Expressing Thanks is Good for All of Us

A. Rudolph

Last Thursday Gators learned about being thankful in advisory. All advisory classes were required to watch the video on whether being thankful makes you happier. But does this scientific experiment really mean anything in day to day life? The Gator’s Eye decided to look further into this by asking students and teachers their opinions on giving thanks.

Being thankful is a quality that many of us were brought up with. It has always been a part of my life since I was a young child. A simple “thank you” from someone you are sharing with is always very nice for them. Mr. Olson, the chorus teacher of Green Level High, said that “[Thankfulness] is important so that you can show others how much you care about the people you love.” When a person takes the time to be grateful for your actions, it shows you that you are having a positive impact on others. Ms. Achilli, a Freshman English teacher at GL said, “ There’s a small percentage of people that can do good without needing a thank you. Those people are the humblest people on Earth and they are few and far between.” Most people need the encouragement for motivation for continuing their good actions. 
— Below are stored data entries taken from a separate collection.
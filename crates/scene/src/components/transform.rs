use foundation::math::{Mat4, Vec3};

/// Local translation and per-axis scale of a node.
#[derive(Debug, Copy, Clone, PartialEq)]
pub struct Transform {
    pub position: Vec3,
    pub scale: Vec3,
}

impl Default for Transform {
    fn default() -> Self {
        Self::identity()
    }
}

impl Transform {
    pub fn identity() -> Self {
        Self {
            position: Vec3::ZERO,
            scale: Vec3::ONE,
        }
    }

    pub fn translate(position: Vec3) -> Self {
        Self {
            position,
            ..Self::identity()
        }
    }

    pub fn with_scale(mut self, scale: Vec3) -> Self {
        self.scale = scale;
        self
    }

    pub fn matrix(&self) -> Mat4 {
        Mat4::from_translation_scale(self.position, self.scale)
    }
}
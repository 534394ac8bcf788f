use std::fmt;

use foundation::handles::Handle;

/// Identity of a scene node. Stable for the node's lifetime and never reused.
#[derive(Debug, Copy, Clone, PartialEq, Eq, Hash, PartialOrd, Ord)]
pub struct EntityId(pub Handle);

impl EntityId {
    pub fn index(&self) -> u32 {
        self.0.index()
    }

    pub fn generation(&self) -> u32 {
        self.0.generation()
    }
}

impl fmt::Display for EntityId {
    fn fmt(&self, f: &mut fmt::Formatter<'_>) -> fmt::Result {
        write!(f, "entity:{}", self.0)
    }
}
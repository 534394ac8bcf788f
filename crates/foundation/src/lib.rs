pub mod arena;
pub mod bounds;
pub mod handles;
pub mod math;
pub mod time;

// Foundation crate: small, well-tested primitives only.
pub use arena::*;
pub use bounds::*;
pub use handles::*;
pub use time::*;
When you tell someone “thank you,” it encourages the person receiving the thanks. But it helps you too! In the advisory video that we watched by the Science of Happiness, we learned that “the person that was the least happy when they walked into the room walked out the happiest in the end.” We saw that after expressing gratitude to people they care about, all of the people’s happiness levels went up. Freshman Diti Tantotra thinks that “[Being thankful makes you happier] because you have more things to be happy about and you appreciate the things around you.” Achilli also said that “Positivity, which you acquire from being thankful, is just like a disease (of course, without the negative side effects), which spreads all inside you and then ‘contaminates’ the people around you.”

Studies show that the U.S.’s happiness levels are at an all-time low right now. Could that maybe change with a simple thank you?